Starting at the first line, copy the data below through to the end, exactly.

———

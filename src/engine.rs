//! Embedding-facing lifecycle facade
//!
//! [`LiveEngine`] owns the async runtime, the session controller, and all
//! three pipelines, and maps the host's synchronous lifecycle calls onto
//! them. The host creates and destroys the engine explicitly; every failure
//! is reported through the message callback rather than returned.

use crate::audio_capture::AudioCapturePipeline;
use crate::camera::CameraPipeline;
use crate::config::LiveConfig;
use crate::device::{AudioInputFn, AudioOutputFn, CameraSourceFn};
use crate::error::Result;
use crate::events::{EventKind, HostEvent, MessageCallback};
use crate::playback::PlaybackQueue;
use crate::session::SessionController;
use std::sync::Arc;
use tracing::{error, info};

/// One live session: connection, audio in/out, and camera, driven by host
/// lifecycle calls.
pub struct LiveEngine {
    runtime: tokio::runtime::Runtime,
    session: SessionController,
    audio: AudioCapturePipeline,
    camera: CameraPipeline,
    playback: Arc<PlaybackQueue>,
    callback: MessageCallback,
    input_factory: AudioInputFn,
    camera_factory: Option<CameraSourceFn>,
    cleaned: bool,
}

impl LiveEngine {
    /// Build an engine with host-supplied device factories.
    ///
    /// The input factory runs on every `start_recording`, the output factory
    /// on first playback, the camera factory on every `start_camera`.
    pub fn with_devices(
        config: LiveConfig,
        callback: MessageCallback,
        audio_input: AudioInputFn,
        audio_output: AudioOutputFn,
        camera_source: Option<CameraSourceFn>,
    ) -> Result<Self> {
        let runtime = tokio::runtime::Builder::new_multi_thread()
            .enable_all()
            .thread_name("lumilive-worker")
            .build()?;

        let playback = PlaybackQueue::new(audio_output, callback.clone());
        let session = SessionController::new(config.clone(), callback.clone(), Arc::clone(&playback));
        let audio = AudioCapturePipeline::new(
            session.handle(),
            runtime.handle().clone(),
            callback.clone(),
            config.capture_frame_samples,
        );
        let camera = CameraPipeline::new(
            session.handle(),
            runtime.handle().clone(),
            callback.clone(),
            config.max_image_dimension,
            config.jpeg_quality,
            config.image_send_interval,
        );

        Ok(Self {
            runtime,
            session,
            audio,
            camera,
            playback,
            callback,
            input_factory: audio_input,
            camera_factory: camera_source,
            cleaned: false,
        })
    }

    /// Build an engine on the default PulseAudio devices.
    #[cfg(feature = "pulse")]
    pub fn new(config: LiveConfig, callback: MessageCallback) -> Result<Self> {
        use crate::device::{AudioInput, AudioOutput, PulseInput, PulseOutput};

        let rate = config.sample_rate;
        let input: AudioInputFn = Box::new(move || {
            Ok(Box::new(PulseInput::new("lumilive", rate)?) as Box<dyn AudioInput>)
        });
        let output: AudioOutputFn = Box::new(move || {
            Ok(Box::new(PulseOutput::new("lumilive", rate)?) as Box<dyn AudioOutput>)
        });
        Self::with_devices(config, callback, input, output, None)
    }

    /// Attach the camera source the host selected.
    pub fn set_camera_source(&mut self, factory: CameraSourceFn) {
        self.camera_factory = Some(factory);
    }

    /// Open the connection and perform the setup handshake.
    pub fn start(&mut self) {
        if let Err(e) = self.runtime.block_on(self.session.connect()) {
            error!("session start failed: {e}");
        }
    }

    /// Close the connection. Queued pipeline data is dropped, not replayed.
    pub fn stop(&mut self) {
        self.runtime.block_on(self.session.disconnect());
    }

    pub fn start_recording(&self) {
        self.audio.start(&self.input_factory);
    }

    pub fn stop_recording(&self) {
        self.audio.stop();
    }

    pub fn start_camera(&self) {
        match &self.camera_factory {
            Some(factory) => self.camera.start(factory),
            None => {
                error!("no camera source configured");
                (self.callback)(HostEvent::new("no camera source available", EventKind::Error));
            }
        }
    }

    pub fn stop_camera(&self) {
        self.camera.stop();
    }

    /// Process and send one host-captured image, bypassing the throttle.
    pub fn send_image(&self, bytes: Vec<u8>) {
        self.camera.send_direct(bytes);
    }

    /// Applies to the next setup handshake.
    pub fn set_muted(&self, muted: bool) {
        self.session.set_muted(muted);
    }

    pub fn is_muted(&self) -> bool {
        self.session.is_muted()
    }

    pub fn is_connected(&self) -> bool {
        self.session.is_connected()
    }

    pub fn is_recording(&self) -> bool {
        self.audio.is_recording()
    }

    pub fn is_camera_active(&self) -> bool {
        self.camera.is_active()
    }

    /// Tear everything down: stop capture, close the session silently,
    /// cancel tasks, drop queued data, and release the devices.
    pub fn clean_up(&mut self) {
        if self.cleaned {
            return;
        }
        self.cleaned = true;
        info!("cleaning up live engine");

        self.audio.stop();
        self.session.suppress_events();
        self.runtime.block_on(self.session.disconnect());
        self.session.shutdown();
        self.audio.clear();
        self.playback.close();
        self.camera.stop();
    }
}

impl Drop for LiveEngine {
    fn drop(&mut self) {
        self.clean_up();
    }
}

———

_SOLUTION_
filename src/engine.rs
//! Embedding-facing lifecycle facade
//!
//! [`LiveEngine`] owns the async runtime, the session controller, and all
//! three pipelines, and maps the host's synchronous lifecycle calls onto
//! them. The host creates and destroys the engine explicitly; every failure
//! is reported through the message callback rather than returned.

use crate::audio_capture::AudioCapturePipeline;
use crate::camera::CameraPipeline;
use crate::config::LiveConfig;
use crate::device::{AudioInputFn, AudioOutputFn, CameraSourceFn};
use crate::error::Result;
use crate::events::{EventKind, HostEvent, MessageCallback};
use crate::playback::PlaybackQueue;
use crate::session::SessionController;
use std::sync::Arc;
use tracing::{error, info};

/// One live session: connection, audio in/out, and camera, driven by host
/// lifecycle calls.
pub struct LiveEngine {
    runtime: tokio::runtime::Runtime,
    session: SessionController,
    audio: AudioCapturePipeline,
    camera: CameraPipeline,
    playback: Arc<PlaybackQueue>,
    callback: MessageCallback,
    input_factory: AudioInputFn,
    camera_factory: Option<CameraSourceFn>,
    cleaned: bool,
}

impl LiveEngine {
    /// Build an engine with host-supplied device factories.
    ///
    /// The input factory runs on every `start_recording`, the output factory
    /// on first playback, the camera factory on every `start_camera`.
    pub fn with_devices(
        config: LiveConfig,
        callback: MessageCallback,
        audio_input: AudioInputFn,
        audio_output: AudioOutputFn,
        camera_source: Option<CameraSourceFn>,
    ) -> Result<Self> {
        let runtime = tokio::runtime::Builder::new_multi_thread()
            .enable_all()
            .thread_name("lumilive-worker")
            .build()?;

        let playback = PlaybackQueue::new(audio_output, callback.clone());
        let session = SessionController::new(config.clone(), callback.clone(), Arc::clone(&playback));
        let audio = AudioCapturePipeline::new(
            session.handle(),
            runtime.handle().clone(),
            callback.clone(),
            config.capture_frame_samples,
        );
        let camera = CameraPipeline::new(
            session.handle(),
            runtime.handle().clone(),
            callback.clone(),
            config.max_image_dimension,
            config.jpeg_quality,
            config.image_send_interval,
        );

        Ok(Self {
            runtime,
            session,
            audio,
            camera,
            playback,
            callback,
            input_factory: audio_input,
            camera_factory: camera_source,
            cleaned: false,
        })
    }

    /// Build an engine on the default PulseAudio devices.
    #[cfg(feature = "pulse")]
    pub fn new(config: LiveConfig, callback: MessageCallback) -> Result<Self> {
        use crate::device::{AudioInput, AudioOutput, PulseInput, PulseOutput};

        let rate = config.sample_rate;
        let input: AudioInputFn = Box::new(move || {
            Ok(Box::new(PulseInput::new("lumilive", rate)?) as Box<dyn AudioInput>)
        });
        let output: AudioOutputFn = Box::new(move || {
            Ok(Box::new(PulseOutput::new("lumilive", rate)?) as Box<dyn AudioOutput>)
        });
        Self::with_devices(config, callback, input, output, None)
    }

    /// Attach the camera source the host selected.
    pub fn set_camera_source(&mut self, factory: CameraSourceFn) {
        self.camera_factory = Some(factory);
    }

    /// Open the connection and perform the setup handshake.
    pub fn start(&mut self) {
        if let Err(e) = self.runtime.block_on(self.session.connect()) {
            error!("session start failed: {e}");
        }
    }

    /// Close the connection. Queued pipeline data is dropped, not replayed.
    pub fn stop(&mut self) {
        self.runtime.block_on(self.session.disconnect());
    }

    pub fn start_recording(&self) {
        self.audio.start(&self.input_factory);
    }

    pub fn stop_recording(&self) {
        self.audio.stop();
    }

    pub fn start_camera(&self) {
        match &self.camera_factory {
            Some(factory) => self.camera.start(factory),
            None => {
                error!("no camera source configured");
                (self.callback)(HostEvent::new("no camera source available", EventKind::Error));
            }
        }
    }

    pub fn stop_camera(&self) {
        self.camera.stop();
    }

    /// Process and send one host-captured image, bypassing the throttle.
    pub fn send_image(&self, bytes: Vec<u8>) {
        self.camera.send_direct(bytes);
    }

    /// Applies to the next setup handshake.
    pub fn set_muted(&self, muted: bool) {
        self.session.set_muted(muted);
    }

    pub fn is_muted(&self) -> bool {
        self.session.is_muted()
    }

    pub fn is_connected(&self) -> bool {
        self.session.is_connected()
    }

    pub fn is_recording(&self) -> bool {
        self.audio.is_recording()
    }

    pub fn is_camera_active(&self) -> bool {
        self.camera.is_active()
    }

    /// Tear everything down: stop capture, close the session silently,
    /// cancel tasks, drop queued data, and release the devices.
    pub fn clean_up(&mut self) {
        if self.cleaned {
            return;
        }
        self.cleaned = true;
        info!("cleaning up live engine");

        self.audio.stop();
        self.session.suppress_events();
        self.runtime.block_on(self.session.disconnect());
        self.session.shutdown();
        self.audio.clear();
        self.playback.close();
        self.camera.stop();
    }
}

impl Drop for LiveEngine {
    fn drop(&mut self) {
        self.clean_up();
    }
}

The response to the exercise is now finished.